Background: The use of the borderline regression method (BRM) is a widely accepted standard setting method for OSCEs. However, it is unclear whether this method is appropriate for use with small cohorts (e.g. specialist post-graduate examinations).

Aims and methods: This work uses an innovative application of resampling methods applied to four pre-existing OSCE data sets (number of stations between 17 and 21) from two institutions to investigate how the robustness of the BRM changes as the cohort size varies. Using a variety of metrics, the ‘quality’ of an OSCE is evaluated for cohorts of approximately n = 300 down to n = 15. Estimates of the standard error in station-level and overall pass marks, R2 coefficient, and Cronbach’s alpha are all calculated as cohort size varies.

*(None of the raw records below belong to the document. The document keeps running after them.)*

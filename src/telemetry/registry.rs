//! Typed metric emission with fixed label schemas.
//!
//! Every metric the service emits is written through [`MetricRegistry`], so
//! the label set of each metric is defined in exactly one place. Values that
//! originate from callers (user agents) are truncated before they become
//! label values.

use crate::resources::ResourceSample;

use super::{
    ACTIVE_SESSIONS, AI_LATENCY_SECONDS, AI_REQUESTS_TOTAL, APP_INFO, CONVERSATIONS_TOTAL,
    ERRORS_TOTAL, REQUEST_DURATION_SECONDS, REQUESTS_TOTAL, RESPONSE_QUALITY, SYSTEM_RESOURCES,
    USER_SATISFACTION, truncate_label,
};

/// Component label for failures inside the inbound request handler.
pub const COMPONENT_API: &str = "api";

/// Component label for failures of the generation model call.
pub const COMPONENT_AI_MODEL: &str = "ai_model";

/// Severity label used for all wrapped-operation failures.
pub const SEVERITY_HIGH: &str = "high";

/// Conversation type label.
pub const CONVERSATION_TYPE: &str = "mental_health_support";

/// Process-wide metric sink.
///
/// Stateless: all series live in whichever `metrics` recorder is installed.
#[derive(Debug, Clone, Copy, Default)]
pub struct MetricRegistry;

impl MetricRegistry {
    /// Count an inbound request outcome.
    pub fn record_request(method: &str, endpoint: &str, status_code: u16, user_agent: &str) {
        metrics::counter!(REQUESTS_TOTAL,
            "method" => method.to_owned(),
            "endpoint" => endpoint.to_owned(),
            "status_code" => status_code.to_string(),
            "user_agent" => truncate_label(user_agent),
        )
        .increment(1);
    }

    /// Record inbound request duration.
    pub fn record_request_duration(method: &str, endpoint: &str, seconds: f64) {
        metrics::histogram!(REQUEST_DURATION_SECONDS,
            "method" => method.to_owned(),
            "endpoint" => endpoint.to_owned(),
        )
        .record(seconds);
    }

    /// Count an application error.
    pub fn record_error(error_kind: &str, severity: &'static str, component: &'static str) {
        metrics::counter!(ERRORS_TOTAL,
            "error_kind" => error_kind.to_owned(),
            "severity" => severity,
            "component" => component,
        )
        .increment(1);
    }

    /// Count a generation model call outcome.
    pub fn record_ai_request(model: &str, ok: bool) {
        let status = if ok { "success" } else { "error" };
        metrics::counter!(AI_REQUESTS_TOTAL,
            "model_name" => model.to_owned(),
            "status" => status,
        )
        .increment(1);
    }

    /// Record generation model latency.
    pub fn record_ai_latency(model: &str, seconds: f64) {
        metrics::histogram!(AI_LATENCY_SECONDS, "model_name" => model.to_owned()).record(seconds);
    }

    /// Record a response quality score for one dimension.
    pub fn record_quality(dimension: &'static str, score: f64) {
        metrics::histogram!(RESPONSE_QUALITY, "quality_dimension" => dimension).record(score);
    }

    /// Count a tracked conversation.
    pub fn record_conversation(completed: bool) {
        let completion_status = if completed { "completed" } else { "ongoing" };
        metrics::counter!(CONVERSATIONS_TOTAL,
            "conversation_type" => CONVERSATION_TYPE,
            "completion_status" => completion_status,
        )
        .increment(1);
    }

    /// Record a user satisfaction score.
    pub fn record_satisfaction(score: f64) {
        metrics::histogram!(USER_SATISFACTION).record(score);
    }

    /// Set the active session gauge to an absolute value.
    pub fn set_active_sessions(count: usize) {
        metrics::gauge!(ACTIVE_SESSIONS).set(count as f64);
    }

    /// Set a single host resource gauge.
    pub fn set_resource(resource_type: &'static str, value: f64) {
        metrics::gauge!(SYSTEM_RESOURCES, "resource_type" => resource_type).set(value);
    }

    /// Write every field of a resource sample into its gauge.
    pub fn record_resources(sample: &ResourceSample) {
        for (resource_type, value) in sample.gauges() {
            Self::set_resource(resource_type, value);
        }
    }

    /// Publish static application info as a constant-1 gauge.
    pub fn record_app_info(version: &str, service: &str, environment: &str) {
        metrics::gauge!(APP_INFO,
            "version" => version.to_owned(),
            "service" => service.to_owned(),
            "environment" => environment.to_owned(),
        )
        .set(1.0);
    }
}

Results and conclusion: For larger cohorts (n > 200), the standard error in the overall pass mark is small (less than 0.5%), and for individual stations is of the order of 1–2%. These errors grow as the sample size reduces, with cohorts of less than 50 candidates showing unacceptably large standard error. Alpha and R2 also become unstable for small cohorts. The resampling methodology is shown to be robust and has the potential to be more widely applied in standard setting and medical assessment quality assurance and research.

Practice points

  • Using resampling methods one can calculate the error (standard error) in the pass mark calculations under examinee-centred methods of standard setting, such as the borderline regression method (BRM).

  • For large cohorts (e.g. 200+), the BRM pass mark has only a small standard error (<0.5%), providing additional validation of the BRM as a defensible methods of standard setting.

  • The standard error in the pass mark grows as the cohort size decreases, and, particularly at the station level, becomes unacceptably large for small cohorts (e.g. n < 50).

  • Small intuitions should be taken care to estimate standard errors in pass marks and ensure that their pass/fail decisions under the BRM are sufficiently defensible.

  • Resampling methods provide robust and conceptually straightforward ways to calculate (standard) error in a range of post-hoc metrics.

Acknowledgements

The authors thank Rob Long from the University of Leeds for the help in writing the R code used in this study.

Declarations of interest: The authors report no declarations of interest.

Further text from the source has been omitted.